When we had made about half the length of Madagascar without even raising a spout, we fell in with another New Bedford whaler, the Apollo, and Captain Nelson went aboard of her for a gam with Captain Hendrickson. I did not go. They gammed from early morning to late in the afternoon, and then I saw Captain Nelson’s boat coming back. The mate of the Apollo, who had been visiting us, hurried away with his men. As far as I could gather from what I overheard, the master of the Apollo had not communicated anything of value. She was a full ship, however, on her way home, and the old man—Captain Nelson—felt sure that she had found some new cruising ground, either in the Indian Ocean or in the Pacific, he thought more likely the Indian Ocean. He had spent the day in detective work, trying to find some clue to its location, but without result. Whaling captains, when they have happened upon a new field, guard the secret as carefully as they can, but it leaks out in a year or two. No doubt Captain Hendrickson was laughing at him at that moment. He said this, standing on deck, looking back at the Apollo sinking into the sea behind us. She was hull down already, enveloped in a purple haze, for the sun was near its setting. The captain stood for some time silently gazing, until the old-fashioned square topsails of the Apollo were lost in the haze. Then he turned, smiling, to go below.
“I ’ll find it, by Godfrey,” he muttered to himself, “if I have to comb these seas with a fine-toothed comb.”

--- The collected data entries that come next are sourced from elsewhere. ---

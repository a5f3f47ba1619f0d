pub mod aggregate;
pub mod errors;
pub mod models;
pub mod service;
pub mod units;
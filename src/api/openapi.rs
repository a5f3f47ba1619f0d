use utoipa::OpenApi;

use crate::{
    api::models::{AddWaterRequest, ErrorResponse, LoginRequest, LoginResponse, RegisterRequest, UserProfile},
    core::{
        aggregate::DailyTotal, models::entry::WaterLogEntry, service::TodaySummary,
        units::VolumeUnit,
    },
};

#[derive(OpenApi)]
#[openapi(
    paths(
        super::handlers::register,
        super::handlers::login,
        super::handlers::get_profile,
        super::handlers::add_water,
        super::handlers::get_today,
        super::handlers::get_history
    ),
    components(schemas(
        RegisterRequest,
        LoginRequest,
        LoginResponse,
        AddWaterRequest,
        UserProfile,
        ErrorResponse,
        WaterLogEntry,
        TodaySummary,
        DailyTotal,
        VolumeUnit
    )),
    info(
        title = "Hydrolog API",
        description = "API for logging water intake and viewing daily totals",
        version = "0.1.0"
    )
)]
pub struct ApiDoc;
use chrono::{DateTime, Utc};
use serde::{Deserialize, Serialize};

/// One structured audit record for a domain action.
#[derive(Clone, Debug, Serialize, Deserialize)]
pub struct AuditRecord {
    pub id: String,
    pub action: String,
    pub user_id: Option<String>,
    pub details: serde_json::Value,
    pub timestamp: DateTime<Utc>,
}
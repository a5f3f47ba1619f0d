use chrono::{FixedOffset, Offset, Utc};
use dotenv::dotenv;
use once_cell::sync::Lazy;
use std::env;

pub struct Config {
    pub port: u16,
    pub log_level: String,
    pub jwt_secret: String,
    /// Offset defining where calendar days begin for aggregation.
    pub utc_offset: FixedOffset,
}

impl core::fmt::Debug for Config {
    fn fmt(&self, f: &mut core::fmt::Formatter<'_>) -> core::fmt::Result {
        f.debug_struct("Config")
            .field("port", &self.port)
            .field("log_level", &self.log_level)
            .field("jwt_secret", &"<redacted>")
            .field("utc_offset", &self.utc_offset)
            .finish()
    }
}

impl Config {
    fn from_env() -> Self {
        dotenv().ok();

        Self {
            port: env::var("PORT")
                .ok()
                .and_then(|v| v.parse().ok())
                .unwrap_or(5000),
            log_level: env::var("LOG_LEVEL").unwrap_or_else(|_| "info".to_string()),
            jwt_secret: env::var("JWT_SECRET").unwrap_or_else(|_| "secret".to_string()), // Use a secure secret in production
            utc_offset: env::var("UTC_OFFSET")
                .ok()
                .and_then(|v| parse_utc_offset(&v))
                .unwrap_or_else(|| Utc.fix()),
        }
    }
}

/// Parses offsets of the form `+HH:MM` / `-HH:MM` (for example `+05:30`).
fn parse_utc_offset(raw: &str) -> Option<FixedOffset> {
    let (sign, rest) = match raw.as_bytes().first()? {
        b'+' => (1, &raw[1..]),
        b'-' => (-1, &raw[1..]),
        _ => (1, raw),
    };
    let (hours, minutes) = rest.split_once(':')?;
    let hours: i32 = hours.parse().ok()?;
    let minutes: i32 = minutes.parse().ok()?;
    FixedOffset::east_opt(sign * (hours * 3600 + minutes * 60))
}

// Global static accessible everywhere
pub static CONFIG: Lazy<Config> = Lazy::new(Config::from_env);
use crate::core::errors::HydrologError;
use jsonwebtoken::{DecodingKey, EncodingKey, Header, Validation, decode, encode};
use serde::{Deserialize, Serialize};
use std::time::{SystemTime, UNIX_EPOCH};

#[derive(Debug, Serialize, Deserialize, Clone)]
pub struct Claims {
    pub sub: String, // User ID
    pub exp: usize,  // Expiration timestamp
}

pub struct JwtService {
    secret: String,
}

impl JwtService {
    pub fn new(secret: String) -> Self {
        JwtService { secret }
    }

    pub fn generate_token(&self, user_id: &str) -> Result<String, HydrologError> {
        let expiration = SystemTime::now()
            .duration_since(UNIX_EPOCH)
            .map(|d| d.as_secs() as usize + 3600) // 1 hour expiry
            .map_err(|e| HydrologError::InternalServerError(format!("Time error: {}", e)))?;

        let claims = Claims {
            sub: user_id.to_string(),
            exp: expiration,
        };

        encode(
            &Header::default(),
            &claims,
            &EncodingKey::from_secret(self.secret.as_bytes()),
        )
        .map_err(|e| HydrologError::InternalServerError(format!("JWT encoding error: {}", e)))
    }

    pub fn validate_token(&self, token: &str) -> Result<Claims, HydrologError> {
        let token_data = decode::<Claims>(
            token,
            &DecodingKey::from_secret(self.secret.as_bytes()),
            &Validation::default(),
        )
        .map_err(|e| HydrologError::Unauthorized(format!("Invalid token: {}", e)))?;

        Ok(token_data.claims)
    }
}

Two days later we raised a spout nearly in sight of Tamatave. Tamatave is on the east coast of Madagascar, in about 18° south latitude. It was a calm morning, and the whale was about three miles off. He was lying lazily on the surface, and we watched him for an hour and a half, waiting for him to go down. At last he decided to go. His flukes went straight up into the air, and he went down in a very leisurely manner, as if it was almost too much trouble to eat. It was as if he sighed and said, “Well, here goes. I suppose I must get to work.” That was the way I felt on that morning, and I had no doubt the whale felt much the same. Why should n’t whales feel so?